Bloged in Croatia, Culture, Sightseeing, Tourism by admin Wednesday October 24, 2007

Trsatska gradina

Croatia is a destination for faith tourism with a number of shrines, visited each year by millions of pilgrims. In the direct vicinity of Zagreb is Marija Bistrica with its shrine dedicated to the Virgin Mary, where pilgrims have been coming for over 300 years now. The first written documents relating to Marija Bistrica date from back in the year 1209, while the worship of the Mother of God of Bistrica started in the 16th century when a statue of the Virgin Mary became known by its miraculous healings and answered prayers.
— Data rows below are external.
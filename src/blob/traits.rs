use async_trait::async_trait;
use bytes::Bytes;
use serde::{Deserialize, Serialize};

use crate::errors::Result;

/// 随对象一起保存的元数据
#[derive(Debug, Clone, Default, PartialEq, Eq, Serialize, Deserialize)]
pub struct BlobMetadata {
    pub content_type: String,
    pub content_hash: String,
}

impl BlobMetadata {
    pub fn text_plain(content_hash: &str) -> Self {
        Self {
            content_type: "text/plain".to_string(),
            content_hash: content_hash.to_string(),
        }
    }
}

/// `stat` 的结果
#[derive(Debug, Clone, PartialEq, Eq)]
pub struct BlobStat {
    pub size: u64,
    pub metadata: BlobMetadata,
}

/// 对象存储后端
///
/// 所有错误都以 `PastelinkerError::Storage` 返回，本层不做重试。
#[async_trait]
pub trait BlobBackend: Send + Sync {
    fn name(&self) -> &'static str;

    /// 确保 bucket 存在（启动时调用）
    async fn ensure_bucket(&self, bucket: &str) -> Result<()>;

    async fn put(
        &self,
        bucket: &str,
        location: &str,
        bytes: Bytes,
        size: u64,
        metadata: &BlobMetadata,
    ) -> Result<()>;

    /// 读取对象；对象不存在也是错误
    async fn get(&self, bucket: &str, location: &str) -> Result<Bytes>;

    /// `Ok(None)` 表示对象确定不存在，`Err` 表示后端不可用
    async fn stat(&self, bucket: &str, location: &str) -> Result<Option<BlobStat>>;
}
//! Logging system initialization

use std::path::Path;

use tracing_appender::rolling;

use crate::config::LoggingConfig;
use crate::errors::{PastelinkerError, Result};

/// Initialize the tracing subscriber from the logging configuration
///
/// Console output is used when no file is configured; a configured file is
/// rotated daily when `enable_rotation` is set. The returned `WorkerGuard`
/// must be kept alive so buffered log lines are flushed on exit.
///
/// Must be called at most once per process.
pub fn init_logging(config: &LoggingConfig) -> Result<tracing_appender::non_blocking::WorkerGuard> {
    let log_file = config.file.as_deref().filter(|f| !f.is_empty());

    let writer: Box<dyn std::io::Write + Send + Sync> = match log_file {
        Some(log_file) if config.enable_rotation => {
            let path = Path::new(log_file);
            let dir = path.parent().unwrap_or(Path::new("."));
            let prefix = path
                .file_name()
                .and_then(|f| f.to_str())
                .unwrap_or("pastelinker.log")
                .trim_end_matches(".log")
                .to_string();
            let appender = rolling::Builder::new()
                .rotation(rolling::Rotation::DAILY)
                .filename_prefix(prefix)
                .filename_suffix("log")
                .max_log_files(config.max_backups as usize)
                .build(dir)
                .map_err(|e| {
                    PastelinkerError::config(format!("Failed to create rolling log appender: {}", e))
                })?;
            Box::new(appender)
        }
        Some(log_file) => {
            let file = std::fs::OpenOptions::new()
                .create(true)
                .append(true)
                .open(log_file)
                .map_err(|e| {
                    PastelinkerError::config(format!("Failed to open log file {}: {}", log_file, e))
                })?;
            Box::new(file)
        }
        None => Box::new(std::io::stderr()),
    };

    let (non_blocking_writer, guard) = tracing_appender::non_blocking(writer);
    let filter = tracing_subscriber::EnvFilter::try_from_default_env()
        .unwrap_or_else(|_| tracing_subscriber::EnvFilter::new(config.level.clone()));

    let subscriber_builder = tracing_subscriber::fmt()
        .with_writer(non_blocking_writer)
        .with_env_filter(filter)
        .with_level(true)
        .with_ansi(log_file.is_none());

    let installed = if config.format == "json" {
        subscriber_builder.json().try_init()
    } else {
        subscriber_builder.try_init()
    };
    installed.map_err(|e| PastelinkerError::config(format!("Logging already initialized: {}", e)))?;

    Ok(guard)
}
Nowadays the shrine consists of St. Mary‘s church, the open-air church of the Blessed Aloysius Stepinac and the remarkable Way of the Cross – the Calvary. Marija Bistrica is also the heart of Croatian honey and gingerbread making.

In Ludbreg, a small town in the Podravina region not far from the Baroque town of Varaždin is the unique shrine dedicated to the Most Precious Blood of Jesus. The Ludbreg parish of the Holy Trinity is mentioned in historical sources in 1334, while the church itself was constructed in 1410 – it was a year later that the priest leading holy mass noticed true blood in the chalice and notified the Vatican of the event. Ludbreg was proclaimed a shrine in 1512 by Pope Leo X.
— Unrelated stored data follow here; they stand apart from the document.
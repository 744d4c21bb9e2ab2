use sea_orm_migration::prelude::*;

#[derive(DeriveMigrationName)]
pub struct Migration;

#[async_trait::async_trait]
impl MigrationTrait for Migration {
    async fn up(&self, manager: &SchemaManager) -> Result<(), DbErr> {
        // 创建 links 表
        manager
            .create_table(
                Table::create()
                    .table(Link::Table)
                    .if_not_exists()
                    .col(
                        ColumnDef::new(Link::Id)
                            .string_len(36)
                            .not_null()
                            .primary_key(),
                    )
                    .col(ColumnDef::new(Link::ShortCode).string_len(32).not_null())
                    .col(ColumnDef::new(Link::BlobLocation).string_len(255).not_null())
                    .col(ColumnDef::new(Link::OwnerId).string().not_null())
                    .col(
                        ColumnDef::new(Link::Visibility)
                            .boolean()
                            .not_null()
                            .default(true),
                    )
                    .col(
                        ColumnDef::new(Link::ExpiresAt)
                            .timestamp_with_time_zone()
                            .null(),
                    )
                    .col(
                        ColumnDef::new(Link::CreatedAt)
                            .timestamp_with_time_zone()
                            .not_null(),
                    )
                    .col(
                        ColumnDef::new(Link::UpdatedAt)
                            .timestamp_with_time_zone()
                            .not_null(),
                    )
                    .to_owned(),
            )
            .await?;

        // 短码全局唯一，生成器的读后写检查以此为最终兜底
        manager
            .create_index(
                Index::create()
                    .if_not_exists()
                    .name("uq_links_short_code")
                    .table(Link::Table)
                    .col(Link::ShortCode)
                    .unique()
                    .to_owned(),
            )
            .await?;

        manager
            .create_index(
                Index::create()
                    .if_not_exists()
                    .name("idx_links_owner_created")
                    .table(Link::Table)
                    .col(Link::OwnerId)
                    .col(Link::CreatedAt)
                    .to_owned(),
            )
            .await?;

        manager
            .create_index(
                Index::create()
                    .if_not_exists()
                    .name("idx_links_expires_at")
                    .table(Link::Table)
                    .col(Link::ExpiresAt)
                    .to_owned(),
            )
            .await?;

        Ok(())
    }

    async fn down(&self, manager: &SchemaManager) -> Result<(), DbErr> {
        manager
            .drop_index(Index::drop().name("idx_links_expires_at").to_owned())
            .await?;

        manager
            .drop_index(Index::drop().name("idx_links_owner_created").to_owned())
            .await?;

        manager
            .drop_index(Index::drop().name("uq_links_short_code").to_owned())
            .await?;

        manager
            .drop_table(Table::drop().table(Link::Table).to_owned())
            .await
    }
}

#[derive(DeriveIden)]
enum Link {
    #[sea_orm(iden = "links")]
    Table,
    Id,
    ShortCode,
    BlobLocation,
    OwnerId,
    Visibility,
    ExpiresAt,
    CreatedAt,
    UpdatedAt,
}
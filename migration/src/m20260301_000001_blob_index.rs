use sea_orm_migration::prelude::*;

#[derive(DeriveMigrationName)]
pub struct Migration;

#[async_trait::async_trait]
impl MigrationTrait for Migration {
    async fn up(&self, manager: &SchemaManager) -> Result<(), DbErr> {
        // 创建 blobs 表（内容摘要 -> 存储位置）
        manager
            .create_table(
                Table::create()
                    .table(Blob::Table)
                    .if_not_exists()
                    .col(
                        ColumnDef::new(Blob::Id)
                            .big_integer()
                            .not_null()
                            .auto_increment()
                            .primary_key(),
                    )
                    .col(ColumnDef::new(Blob::Hash).string_len(64).not_null())
                    .col(ColumnDef::new(Blob::Location).string_len(255).not_null())
                    .col(ColumnDef::new(Blob::Size).big_integer().not_null())
                    .col(
                        ColumnDef::new(Blob::AccessCount)
                            .big_integer()
                            .not_null()
                            .default(1),
                    )
                    .col(
                        ColumnDef::new(Blob::CreatedAt)
                            .timestamp_with_time_zone()
                            .not_null(),
                    )
                    .col(
                        ColumnDef::new(Blob::AccessedAt)
                            .timestamp_with_time_zone()
                            .not_null(),
                    )
                    .to_owned(),
            )
            .await?;

        // 去重依赖 hash 唯一约束，并发写入的败者在这里被拒绝
        manager
            .create_index(
                Index::create()
                    .if_not_exists()
                    .name("uq_blobs_hash")
                    .table(Blob::Table)
                    .col(Blob::Hash)
                    .unique()
                    .to_owned(),
            )
            .await?;

        manager
            .create_index(
                Index::create()
                    .if_not_exists()
                    .name("uq_blobs_location")
                    .table(Blob::Table)
                    .col(Blob::Location)
                    .unique()
                    .to_owned(),
            )
            .await?;

        Ok(())
    }

    async fn down(&self, manager: &SchemaManager) -> Result<(), DbErr> {
        manager
            .drop_index(Index::drop().name("uq_blobs_location").to_owned())
            .await?;

        manager
            .drop_index(Index::drop().name("uq_blobs_hash").to_owned())
            .await?;

        manager
            .drop_table(Table::drop().table(Blob::Table).to_owned())
            .await
    }
}

#[derive(DeriveIden)]
enum Blob {
    #[sea_orm(iden = "blobs")]
    Table,
    Id,
    Hash,
    Location,
    Size,
    AccessCount,
    CreatedAt,
    AccessedAt,
}
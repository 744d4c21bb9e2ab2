use sea_orm::entity::prelude::*;

#[derive(Clone, Debug, PartialEq, DeriveEntityModel, Eq)]
#[sea_orm(table_name = "links")]
pub struct Model {
    #[sea_orm(primary_key, auto_increment = false)]
    pub id: String,
    #[sea_orm(unique)]
    pub short_code: String,
    pub blob_location: String,
    pub owner_id: String,
    pub visibility: bool,
    pub expires_at: Option<DateTimeUtc>,
    pub created_at: DateTimeUtc,
    pub updated_at: DateTimeUtc,
}

#[derive(Copy, Clone, Debug, EnumIter, DeriveRelation)]
pub enum Relation {}

impl ActiveModelBehavior for ActiveModel {}
//! Cache Layer
//!
//! A generic TTL key/value cache used cache-aside by the content store for
//! digest→location and location→content lookups. Backends: in-process moka
//! (`memory`) and `redis`.

pub mod backends;
pub mod layer;
pub mod traits;

use std::sync::Arc;

use crate::config::CacheConfig;
use crate::errors::{PastelinkerError, Result};

pub use backends::{MokaCacheBackend, RedisCacheBackend};
pub use layer::CacheLayer;
pub use traits::CacheBackend;

/// 根据配置创建缓存后端
pub fn create_cache_backend(config: &CacheConfig) -> Result<Arc<dyn CacheBackend>> {
    match config.cache_type.as_str() {
        "memory" => Ok(Arc::new(MokaCacheBackend::new(config.memory.max_capacity))),
        "redis" => Ok(Arc::new(RedisCacheBackend::new(
            &config.redis.url,
            &config.redis.key_prefix,
        )?)),
        other => Err(PastelinkerError::config(format!(
            "Unknown cache type '{}'. Supported: memory, redis",
            other
        ))),
    }
}
//! Command-line interface definitions using clap
//!
//! This module defines the CLI structure for pastelinker using clap's derive macros.

use clap::{Parser, Subcommand};

/// Pastelinker - content-addressed text links
#[derive(Parser, Debug)]
#[command(name = "pastelinker")]
#[command(version)]
#[command(about = "Store text once, share it by short code", long_about = None)]
pub struct Cli {
    /// Configuration file path
    #[arg(long, short = 'c', global = true, default_value = crate::config::DEFAULT_CONFIG_PATH)]
    pub config: String,

    /// Owner id used for create and all mutating commands
    #[arg(long, global = true, default_value = "local")]
    pub owner: String,

    /// Print results as JSON
    #[arg(long, global = true)]
    pub json: bool,

    #[command(subcommand)]
    pub command: Commands,
}

/// Available commands
#[derive(Subcommand, Debug)]
pub enum Commands {
    /// Store content and create a link to it
    Create {
        /// Text content
        content: String,

        /// Create the link hidden
        #[arg(long)]
        private: bool,

        /// Expiration time (RFC3339 or relative like "1d", "2h")
        #[arg(long)]
        expires: Option<String>,
    },

    /// Read content by short code
    Get {
        short_code: String,
    },

    /// Read content by link id
    Show {
        id: String,
    },

    /// Update an owned link
    Update {
        id: String,

        /// New content (stored as a new blob)
        #[arg(long)]
        content: Option<String>,

        /// New visibility
        #[arg(long)]
        visible: Option<bool>,

        /// New expiration time
        #[arg(long)]
        expires: Option<String>,
    },

    /// Hide an owned link
    Hide {
        id: String,
    },

    /// Make an owned link visible again
    Publish {
        id: String,
    },

    /// Set the expiration time of an owned link ("now" expires it immediately)
    Expire {
        id: String,
        when: String,
    },

    /// Delete an owned link (the stored content is kept)
    Delete {
        id: String,
    },

    /// List links
    List {
        #[arg(long, default_value_t = 1)]
        page: u64,

        #[arg(long, default_value_t = 10)]
        page_size: u64,

        /// Sort field: created_at, updated_at, expires_at, short_code
        #[arg(long, default_value = "created_at")]
        sort: String,

        /// Ascending order (default descending)
        #[arg(long)]
        asc: bool,

        /// List links of every owner
        #[arg(long)]
        all: bool,
    },

    /// Print a sample configuration file
    Config,
}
In the heart of Split-Dalmatia County, in Solin, the Virgin Mary has been worshiped from as far back as the 6th century. The Croatian Queen Jelena built a basilica there in the 10th century with naves and four-cornered columns in which the coronations of Croatian Kings were then held. In Sinj, the centre of the Cetina region, is the shrine of Our Lady of Sinj, of which it is believed that she was crucial in the 1715 victory over the Turkish army. Ever since then this triumphant battle has been marked every year by the renowned chivalric tournament – the Alka of Sinj. In the environs of Knin is the shrine dedicated to Our Lady of Biskupija, in the foundations of which five churches are to be found, dating from the period of the Croatian kings from the 9th to 11th centuries. The area was a religious and church centre in the medieval Croatian state.
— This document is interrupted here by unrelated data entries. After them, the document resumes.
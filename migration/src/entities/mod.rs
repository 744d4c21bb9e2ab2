pub mod blob;
pub mod link;

pub use blob::Entity as BlobEntity;
pub use link::Entity as LinkEntity;
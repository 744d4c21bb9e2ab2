//! Service layer for business logic
//!
//! Shared by the library API and the CLI.

mod link_service;

pub use link_service::*;
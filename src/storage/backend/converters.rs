use crate::storage::{Blob, Link};
use migration::entities::{blob, link};

/// 将 Sea-ORM Model 转换为 Blob
pub fn model_to_blob(model: blob::Model) -> Blob {
    Blob {
        id: model.id,
        hash: model.hash,
        location: model.location,
        size: model.size.max(0) as u64,
        access_count: model.access_count.max(0) as u64,
        created_at: model.created_at,
        accessed_at: model.accessed_at,
    }
}

/// 将 Sea-ORM Model 转换为 Link
pub fn model_to_link(model: link::Model) -> Link {
    Link {
        id: model.id,
        short_code: model.short_code,
        blob_location: model.blob_location,
        owner_id: model.owner_id,
        visibility: model.visibility,
        expires_at: model.expires_at,
        created_at: model.created_at,
        updated_at: model.updated_at,
    }
}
On Rijeka‘s Trsat is the ancient shrine to the Mother of Mercy, the Mother of God of Trsat, which is arrived at by a climb of 561 steps. The church of the Mother of God of Trsat was built in 1419. Later Croatian Ban (vicegerent) Duke Nikola Frankopan I built a larger church, in which Franciscan monks have lived since 1453.

The youngest shrine in Croatia is that dedicated to St. Joseph in Dubovac near Karlovac, proclaimed in 1987.